The State Lands Commission, the regulatory body that oversees the use of coastal waters for oil and gas exploration, among other things, has mismanaged the rental properties under its control and has lost the state millions of dollars, according to a new audit.

 

From Patrick McGreevy in the LA Times: "The agency manages lands the state acquired from the federal government at statehood, including river and lake beds, submerged lands along the coast and school property."

 

"The review found that the commission missed opportunities to generate up to $8.2 million in just some of the leases looked at by auditors. The commission is supposed to review rents periodically and increase them if necessary, but auditors said the agency failed to conduct the reviews promptly, "causing it to lose $6.3 million in increased rent it may have been able to collect.’’

 

"Howle estimated that the state lost $1.6 million from 10 leases where the rent was delinquent but the lessee was able to remain on state land. In one case, a boating service company in Crockett had not paid any rent since 1989, but the commission had not taken action to remove the tenant."

 

Okay, sports fans, you're time is coming: Fed up with fights, tailgate party excesses and even homicides, lawmakers may crack down on the fans who wage their own contests. The Mercury News' Karen de Sa, Mark Emmons and Mike Rosenberg have the story.

 

"Tens of thousands of pumped-up fans. Testosterone. Beer. Tailgating. Even guns. That combustible mix led to a storm of violence at Saturday's 49ers-Raiders game at Candlestick Park. Now, it has spawned a rash of remedies -- including a legislative proposal Tuesday to get tough on fighting fans."

 

"But just exactly how will the 49ers carry out their stepped-up pledge to bar troublemakers from ever entering the turnstile? For one, a team spokesman said Tuesday, they'll be looking harder than ever for fans who drink too much -- even before the game."

 

While fans are being screened and patted down for banned items upon entering Candlestick Park, the 49ers say stadium employees will turn away fans who are "obviously" too drunk.
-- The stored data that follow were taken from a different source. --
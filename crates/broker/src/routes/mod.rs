//! Route tree.
//!
//! ```text
//! GET  /healthz      liveness probe (image, runtime identity)
//! POST /run          interpreter code on stdin
//! POST /exec         explicit argv with stdin
//! ```

pub mod health;
pub mod sandbox;
//! Sandbox execution broker library.
//!
//! Exposes the building blocks (config, state, error handling, routes) so
//! integration tests and the binary entrypoint share one router.

pub mod config;
pub mod error;
pub mod handlers;
pub mod router;
pub mod routes;
pub mod state;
Although critics and some fans worry ticket takers, ushers and police officers could profile fans who look like trouble, the team insists it will treat everyone the same and that other NFL stadiums use a similar strategy."

 

California's high-security prison cells have been at the heart of controversy for years, but now prison officials have promised a review of the incarceration of the state's most dangerous inmates.

 

From the Bee's Sam Stanton: "I'm not talking about having another study," Scott Kernan, undersecretary at the California Department of Corrections and Rehabilitation, said at a legislative hearing. "I'm talking about having some substantive changes."

 

"The hearing, called by Assembly Public Safety Committee Chairman Tom Ammiano, D-San Francisco, came in response to a hunger strike that began at Pelican Bay State Prison last month by inmates protesting their living conditions."

 

"The strike spread to more than 6,000 inmates, including some California prisoners housed out of state, before inmates agreed to halt it after three weeks."

 

And now from our "HIstory and Irony"  file comes the tale of the Martin Luther King Jr. memorial -- which was crafted by a Chinese artist with Chinese granite. Some people are not happy.

 

"However, there has been controversy over the choice of Lei Yixin, a 57-year-old master sculptor from Changsha in Hunan province, to carry out the work. Critics have openly asked why a black, or at least an American, artist was not chosen and even remarked that Dr King appears slightly Asian in Mr Lei's rendering."

 

"Mr Lei, who has in the past carved two statues of Mao Tse-tung, one of which stands in the former garden of Mao Anqing, the Chinese leader's son, carried out almost all of the work in Changsha."

 

"More than 150 granite blocks, weighing some 1,600 tons, were then shipped from Xiamen to the port of Baltimore, and reassembled by a team of 100 workmen, including ten Chinese stone masons brought over specifically for the project."